Holy Lord, it's a trainwreck, in all its fascinating, jack-knifed, twisted metal glory. Bullet-pointing:
I. Its touchstone is the Regensburg address, but the critic (Fr. Francis Clooney) specializes in Hinduism. Under the circumstances, it would have been nice had the magazine come up with a Catholic expert on Islam. Throughout, one gets the distinct impression of a baker offering advice on plumbing problems. It also results in the essay having some serious structural weaknesses, as will be noted below.
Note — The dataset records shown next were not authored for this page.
//! Independent runs over many configurations.
//!
//! Each scenario gets its own [`SimRng`] seeded from the scenario, and runs
//! share nothing mutable. A scenario may bring its own [`Pipeline`]; the
//! rest use the one the sweep was given. With the `parallel` feature the
//! runs are spread over the rayon thread pool; results always come back in
//! input order.

use std::sync::Arc;

use crate::config::SimConfig;
use crate::driver::run_with;
use crate::error::SimError;
use crate::log_sink::LogCrateSink;
use crate::pipeline::Pipeline;
use crate::rng::SimRng;
use crate::trajectory::Trajectory;

/// One configuration to run, with the seed for its random source.
#[derive(Debug, Clone)]
pub struct Scenario {
    pub name: String,
    pub config: SimConfig,
    pub seed: u64,
    /// Sub-models for this scenario only. `None` uses the sweep's pipeline.
    pub pipeline: Option<Arc<Pipeline>>,
}

impl Scenario {
    pub fn new(name: impl Into<String>, config: SimConfig, seed: u64) -> Self {
        Self {
            name: name.into(),
            config,
            seed,
            pipeline: None,
        }
    }

    /// Run this scenario through its own sub-models.
    pub fn with_pipeline(mut self, pipeline: Arc<Pipeline>) -> Self {
        self.pipeline = Some(pipeline);
        self
    }
}

/// Outcome of one scenario in a sweep.
#[derive(Debug, Clone, PartialEq)]
pub struct SweepResult {
    pub name: String,
    pub seed: u64,
    pub outcome: Result<Trajectory, SimError>,
}

/// Run every scenario, using the default sub-models where a scenario has
/// none of its own.
pub fn run_sweep(scenarios: &[Scenario]) -> Vec<SweepResult> {
    run_sweep_with(&Pipeline::default(), scenarios)
}

/// Run every scenario through its own pipeline, or `pipeline` if it has
/// none. Debug messages go to the `log` facade.
pub fn run_sweep_with(pipeline: &Pipeline, scenarios: &[Scenario]) -> Vec<SweepResult> {
    #[cfg(feature = "parallel")]
    {
        use rayon::prelude::*;

        scenarios
            .par_iter()
            .map(|scenario| run_one(pipeline, scenario))
            .collect()
    }

    #[cfg(not(feature = "parallel"))]
    {
        scenarios
            .iter()
            .map(|scenario| run_one(pipeline, scenario))
            .collect()
    }
}

fn run_one(fallback: &Pipeline, scenario: &Scenario) -> SweepResult {
    let pipeline = scenario.pipeline.as_deref().unwrap_or(fallback);
    let mut rng = SimRng::new(scenario.seed);
    let outcome = run_with(&scenario.config, pipeline, &mut rng, &mut LogCrateSink);
    SweepResult {
        name: scenario.name.clone(),
        seed: scenario.seed,
        outcome,
    }
}
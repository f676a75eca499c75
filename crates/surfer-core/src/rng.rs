//! Injectable random sources.
//!
//! The engine draws randomness only through [`RandomSource`], passed in by
//! the caller, so a run is reproducible from its configuration and the
//! sequence the source yields.
//!
//! [`SimRng`] uses the SplitMix64 algorithm: fast, 8 bytes of state, and
//! trivially serializable. [`FixedSequence`] replays a caller-supplied list
//! and is what tests use to force or suppress random events.

/// A source of uniformly distributed values in `[0, 1)`.
pub trait RandomSource {
    /// The next uniform value in `[0, 1)`.
    fn next_uniform(&mut self) -> f64;
}

impl<R: RandomSource + ?Sized> RandomSource for &mut R {
    fn next_uniform(&mut self) -> f64 {
        (**self).next_uniform()
    }
}

/// Seeded SplitMix64 stream. The same seed yields the same storms on every
/// platform.
#[derive(Debug, Clone, PartialEq, Eq, serde::Serialize, serde::Deserialize)]
pub struct SimRng {
    state: u64,
}

impl SimRng {
    /// A stream starting from `seed`.
    pub fn new(seed: u64) -> Self {
        Self { state: seed }
    }

    /// Advance the stream by one word.
    pub fn next_u64(&mut self) -> u64 {
        self.state = self.state.wrapping_add(0x9E37_79B9_7F4A_7C15);
        let mut z = self.state;
        z = (z ^ (z >> 30)).wrapping_mul(0xBF58_476D_1CE4_E5B9);
        z = (z ^ (z >> 27)).wrapping_mul(0x94D0_49BB_1331_11EB);
        z ^ (z >> 31)
    }

    /// Current position, for checkpointing a stream.
    pub fn state(&self) -> u64 {
        self.state
    }
}

impl RandomSource for SimRng {
    fn next_uniform(&mut self) -> f64 {
        // Top 53 bits fill an f64 mantissa exactly.
        (self.next_u64() >> 11) as f64 * (1.0 / (1u64 << 53) as f64)
    }
}

/// Replays a fixed list of values, cycling when exhausted.
///
/// An empty list yields `0.0` forever. Values are clamped to `[0, 1)`.
#[derive(Debug, Clone, PartialEq)]
pub struct FixedSequence {
    values: Vec<f64>,
    cursor: usize,
}

impl FixedSequence {
    /// Cycle through `values` in order.
    pub fn new(values: impl Into<Vec<f64>>) -> Self {
        Self {
            values: values.into(),
            cursor: 0,
        }
    }

    /// A source that returns the same value every draw.
    pub fn constant(value: f64) -> Self {
        Self::new(vec![value])
    }

    /// Number of values drawn so far.
    pub fn draws(&self) -> usize {
        self.cursor
    }
}

impl RandomSource for FixedSequence {
    fn next_uniform(&mut self) -> f64 {
        if self.values.is_empty() {
            self.cursor += 1;
            return 0.0;
        }
        let value = self.values[self.cursor % self.values.len()];
        self.cursor += 1;
        value.clamp(0.0, 1.0 - f64::EPSILON)
    }
}

#[cfg(test)]
mod tests {
    use super::*;

    #[test]
    fn same_seed_same_stream() {
        let mut a = SimRng::new(0x5EED);
        let mut b = SimRng::new(0x5EED);
        for _ in 0..100 {
            assert_eq!(a.next_uniform(), b.next_uniform());
        }
    }

    #[test]
    fn seeds_give_distinct_streams() {
        let mut a = SimRng::new(3);
        let mut b = SimRng::new(4);
        assert_ne!(a.next_u64(), b.next_u64());
    }

    #[test]
    fn uniform_values_stay_in_unit_interval() {
        let mut rng = SimRng::new(7);
        for _ in 0..10_000 {
            let u = rng.next_uniform();
            assert!((0.0..1.0).contains(&u), "{u}");
        }
    }

    #[test]
    fn uniform_mean_roughly_half() {
        let mut rng = SimRng::new(12345);
        let trials = 10_000;
        let sum: f64 = (0..trials).map(|_| rng.next_uniform()).sum();
        let mean = sum / trials as f64;
        assert!((0.45..0.55).contains(&mean), "expected ~0.5, got {mean}");
    }

    #[test]
    fn fixed_sequence_cycles() {
        let mut seq = FixedSequence::new([0.1, 0.95]);
        assert_eq!(seq.next_uniform(), 0.1);
        assert_eq!(seq.next_uniform(), 0.95);
        assert_eq!(seq.next_uniform(), 0.1);
        assert_eq!(seq.draws(), 3);
    }

    #[test]
    fn fixed_sequence_clamps_and_handles_empty() {
        let mut seq = FixedSequence::new([1.5, -2.0]);
        assert!(seq.next_uniform() < 1.0);
        assert_eq!(seq.next_uniform(), 0.0);
        let mut empty = FixedSequence::new(Vec::new());
        assert_eq!(empty.next_uniform(), 0.0);
    }

    #[test]
    fn mutable_reference_is_a_source() {
        fn draw(mut source: impl RandomSource) -> f64 {
            source.next_uniform()
        }
        let mut seq = FixedSequence::constant(0.25);
        assert_eq!(draw(&mut seq), 0.25);
        assert_eq!(seq.draws(), 1);
    }

    #[test]
    fn resumes_from_saved_position() {
        let mut rng = SimRng::new(99);
        for _ in 0..50 {
            rng.next_uniform();
        }

        let saved = serde_json::to_string(&rng).unwrap();
        let mut resumed: SimRng = serde_json::from_str(&saved).unwrap();
        assert_eq!(resumed.state(), rng.state());
        for _ in 0..10 {
            assert_eq!(rng.next_uniform(), resumed.next_uniform());
        }
    }
}
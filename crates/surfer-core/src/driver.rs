//! The simulation driver.
//!
//! A run is a single call: validate the configuration, seed step 0 from it,
//! then ask the [`Pipeline`] for the next step until a step's date reaches
//! `date_max`. Nothing survives between calls, so the same [`Planner`] can
//! be started any number of times.

use crate::config::SimConfig;
use crate::error::SimError;
use crate::log_sink::LogSink;
use crate::pipeline::Pipeline;
use crate::rng::RandomSource;
use crate::step::Step;
use crate::trajectory::Trajectory;

/// Upper bound on the trajectory's up-front allocation.
const MAX_PREALLOCATED_STEPS: u64 = 1 << 16;

/// A configuration paired with the sub-models that simulate it.
#[derive(Debug)]
pub struct Planner {
    config: SimConfig,
    pipeline: Pipeline,
}

impl Planner {
    /// A planner using the default sub-models.
    pub fn new(config: SimConfig) -> Self {
        Self {
            config,
            pipeline: Pipeline::default(),
        }
    }

    /// Swap in custom sub-models.
    pub fn with_pipeline(mut self, pipeline: Pipeline) -> Self {
        self.pipeline = pipeline;
        self
    }

    pub fn config(&self) -> &SimConfig {
        &self.config
    }

    pub fn pipeline(&self) -> &Pipeline {
        &self.pipeline
    }

    /// Run the simulation from step 0 to `date_max`.
    ///
    /// Returns either the complete trajectory or the first error; partial
    /// trajectories are never returned. Configuration errors are reported
    /// before any step is computed.
    pub fn start(
        &self,
        rng: &mut dyn RandomSource,
        logger: &mut dyn LogSink,
    ) -> Result<Trajectory, SimError> {
        run_with(&self.config, &self.pipeline, rng, logger)
    }
}

/// Run `config` with the default sub-models.
pub fn run(
    config: &SimConfig,
    rng: &mut dyn RandomSource,
    logger: &mut dyn LogSink,
) -> Result<Trajectory, SimError> {
    run_with(config, &Pipeline::default(), rng, logger)
}

/// Run `config` through `pipeline`.
pub fn run_with(
    config: &SimConfig,
    pipeline: &Pipeline,
    rng: &mut dyn RandomSource,
    logger: &mut dyn LogSink,
) -> Result<Trajectory, SimError> {
    config.validate()?;

    if config.debug {
        logger.log(&format!(
            "planning route {} -> {} from {} until {}, {} s per step",
            config.loc_start,
            config.loc_end,
            config.date_start.to_rfc3339(),
            config.date_max.to_rfc3339(),
            config.delta_seconds(),
        ));
    }

    let capacity = config.expected_steps().min(MAX_PREALLOCATED_STEPS) as usize;
    let mut trajectory = Trajectory::with_capacity(capacity);
    let mut previous = Step::origin(config);

    while previous.date < config.date_max {
        if config.debug {
            logger.log(&format!(
                "calculating step {} after {}",
                previous.step + 1,
                previous.date.to_rfc3339(),
            ));
        }
        let next = pipeline.calculate(&previous, config, rng)?;
        trajectory.push(next.clone());
        previous = next;
    }

    if config.debug {
        logger.log(&format!(
            "planning complete: {} steps, {:.1} from start, {} storms",
            trajectory.len(),
            previous.distance_from_start,
            trajectory.storm_count(),
        ));
    }

    Ok(trajectory)
}
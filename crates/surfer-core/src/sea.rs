//! Sea state.
//!
//! [`ConstantCurrent`] stands in for a historical current lookup keyed by
//! date and position. It ignores both and returns a fixed vector.

use std::fmt::Debug;

use crate::error::SimError;
use crate::quantity::{Quantity, units};
use crate::step::{StepContext, VectorQuantity};

/// Default current speed, in metres per second.
pub const DEFAULT_CURRENT_SPEED_MPS: f64 = 0.1;

/// Default current bearing, in degrees clockwise from north (south-west).
pub const DEFAULT_CURRENT_BEARING_DEG: f64 = 230.0;

/// Computes the sea current acting on the vehicle during the step.
pub trait SeaModel: Debug + Send + Sync {
    fn name(&self) -> &str;

    /// Current at `ctx.date` around `ctx.previous.location`.
    fn current(&self, ctx: &StepContext<'_>) -> Result<VectorQuantity, SimError>;
}

/// The same current everywhere, at all times.
#[derive(Debug, Clone, PartialEq)]
pub struct ConstantCurrent {
    pub current: VectorQuantity,
}

impl ConstantCurrent {
    /// Build from a speed and a bearing. Fails if either has the wrong
    /// dimension.
    pub fn new(speed: Quantity, bearing: Quantity) -> Result<Self, SimError> {
        let speed = speed.to(&units::METRE_PER_SECOND)?;
        Ok(Self {
            current: VectorQuantity::new(speed, &bearing)?,
        })
    }
}

impl Default for ConstantCurrent {
    fn default() -> Self {
        Self {
            current: VectorQuantity {
                magnitude: Quantity::new(DEFAULT_CURRENT_SPEED_MPS, units::METRE_PER_SECOND),
                direction: Quantity::new(DEFAULT_CURRENT_BEARING_DEG, units::DEGREE),
            },
        }
    }
}

impl SeaModel for ConstantCurrent {
    fn name(&self) -> &str {
        "constant_current"
    }

    fn current(&self, _ctx: &StepContext<'_>) -> Result<VectorQuantity, SimError> {
        Ok(self.current.clone())
    }
}
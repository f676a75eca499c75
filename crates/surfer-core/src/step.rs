//! The per-step state record and the context handed to sub-models.

use chrono::{DateTime, Utc};
use serde::{Deserialize, Serialize};

use crate::config::SimConfig;
use crate::geodesy::{LatLng, wrap_360};
use crate::quantity::{Quantity, Unit, UnitMismatch, units};

// ---------------------------------------------------------------------------
// Vector quantities
// ---------------------------------------------------------------------------

/// A magnitude with a bearing, e.g. a sea current or a velocity.
///
/// The direction is always stored in degrees, clockwise from true north, in
/// `[0, 360)`.
#[derive(Debug, Clone, PartialEq, Serialize, Deserialize)]
pub struct VectorQuantity {
    pub magnitude: Quantity,
    pub direction: Quantity,
}

impl VectorQuantity {
    /// Build a vector, normalising the direction. Fails if `direction` is not
    /// an angle.
    pub fn new(magnitude: Quantity, direction: &Quantity) -> Result<Self, UnitMismatch> {
        let degrees = direction.value_in(&units::DEGREE)?;
        Ok(Self {
            magnitude,
            direction: Quantity::new(wrap_360(degrees), units::DEGREE),
        })
    }

    /// The same direction with the magnitude multiplied by `factor`.
    pub fn scaled(&self, factor: f64) -> Self {
        Self {
            magnitude: self.magnitude.scale(factor),
            direction: self.direction.clone(),
        }
    }

    /// A zero-magnitude vector of the given unit, pointing north.
    pub fn zero(unit: &Unit) -> Self {
        Self {
            magnitude: Quantity::new(0.0, unit.clone()),
            direction: Quantity::new(0.0, units::DEGREE),
        }
    }
}

// ---------------------------------------------------------------------------
// Step
// ---------------------------------------------------------------------------

/// One simulated instant's full physical state.
///
/// Steps are produced by value from the previous step and never mutated.
#[derive(Debug, Clone, PartialEq, Serialize, Deserialize)]
pub struct Step {
    /// 1-based index; the seed state is step 0.
    pub step: u64,
    pub date: DateTime<Utc>,
    pub location: LatLng,
    pub solar_power: Quantity,
    pub solar_voltage: Quantity,
    pub battery_voltage: Quantity,
    pub sea_current: VectorQuantity,
    /// Drag force, when a drag model produces one.
    pub drag: Option<Quantity>,
    pub thrust: Quantity,
    /// Velocity over ground used to derive this step's displacement.
    pub velocity: VectorQuantity,
    /// Whether the storm event fired this step.
    pub storm: bool,
    /// Great-circle distance from `loc_start`.
    pub distance_from_start: Quantity,
}

impl Step {
    /// The implicit initial state: step 0 at `date_start` and `loc_start`,
    /// with every physical quantity at zero.
    pub fn origin(config: &SimConfig) -> Self {
        Self {
            step: 0,
            date: config.date_start,
            location: config.loc_start,
            solar_power: Quantity::new(0.0, units::WATT),
            solar_voltage: Quantity::new(0.0, units::VOLT),
            battery_voltage: Quantity::new(0.0, units::VOLT),
            sea_current: VectorQuantity::zero(&units::METRE_PER_SECOND),
            drag: None,
            thrust: Quantity::new(0.0, units::NEWTON),
            velocity: VectorQuantity::zero(&units::METRE_PER_SECOND),
            storm: false,
            distance_from_start: Quantity::new(0.0, units::METRE),
        }
    }
}

// ---------------------------------------------------------------------------
// Step context
// ---------------------------------------------------------------------------

/// What every sub-model sees of the step being built: its index and date,
/// the previous step and the run configuration.
#[derive(Debug, Clone, Copy)]
pub struct StepContext<'a> {
    pub step: u64,
    pub date: DateTime<Utc>,
    pub previous: &'a Step,
    pub config: &'a SimConfig,
}

#[cfg(test)]
mod tests {
    use super::*;
    use chrono::TimeZone;

    #[test]
    fn vector_direction_is_normalised() {
        let v = VectorQuantity::new(
            Quantity::new(0.1, units::METRE_PER_SECOND),
            &Quantity::new(-130.0, units::DEGREE),
        )
        .unwrap();
        assert_eq!(v.direction.value(), 230.0);
        assert_eq!(v.direction.unit().symbol(), "deg");
    }

    #[test]
    fn vector_direction_converts_radians() {
        let v = VectorQuantity::new(
            Quantity::new(1.0, units::KNOT),
            &Quantity::new(std::f64::consts::FRAC_PI_2, units::RADIAN),
        )
        .unwrap();
        assert!((v.direction.value() - 90.0).abs() < 1e-12);
    }

    #[test]
    fn vector_direction_must_be_an_angle() {
        let err = VectorQuantity::new(
            Quantity::new(1.0, units::METRE_PER_SECOND),
            &Quantity::new(1.0, units::METRE),
        );
        assert!(err.is_err());
    }

    #[test]
    fn scaled_keeps_direction() {
        let v = VectorQuantity::new(
            Quantity::new(0.1, units::METRE_PER_SECOND),
            &Quantity::new(230.0, units::DEGREE),
        )
        .unwrap();
        let storm = v.scaled(10.0);
        assert!((storm.magnitude.value() - 1.0).abs() < 1e-12);
        assert_eq!(storm.direction, v.direction);
    }

    #[test]
    fn origin_step_seeds_from_config() {
        let start = Utc.with_ymd_and_hms(2024, 6, 1, 12, 0, 0).unwrap();
        let config = SimConfig::starting_at(start);
        let origin = Step::origin(&config);
        assert_eq!(origin.step, 0);
        assert_eq!(origin.date, start);
        assert_eq!(origin.location, config.loc_start);
        assert_eq!(origin.distance_from_start.value(), 0.0);
        assert!(!origin.storm);
    }
}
II. Though the year is yet young, the following is a certain medalist in the Silliest Catholic Quote of 2007 competition [emphasis added]:
While few sensible Christians would be so brusque today, the question of the meaning of Islam for Christians is still with us, particularly if (by tradition, habit, or conviction) many Christian leaders avoid speaking of the Qur’an as revelation or of Mohammed as a true prophet.
Uh...
Despite a yeoman's effort to infuse the passage with tuchus-covering ambiguity, the bolded section is still a humdinger, as we Michigan fundies are wont to say. Rub your eyes all you want, but it's still there--he's tsk-tsking at Christians who refuse to speak of the Muslim holy book as "revelation" and Muhammad as "a true prophet."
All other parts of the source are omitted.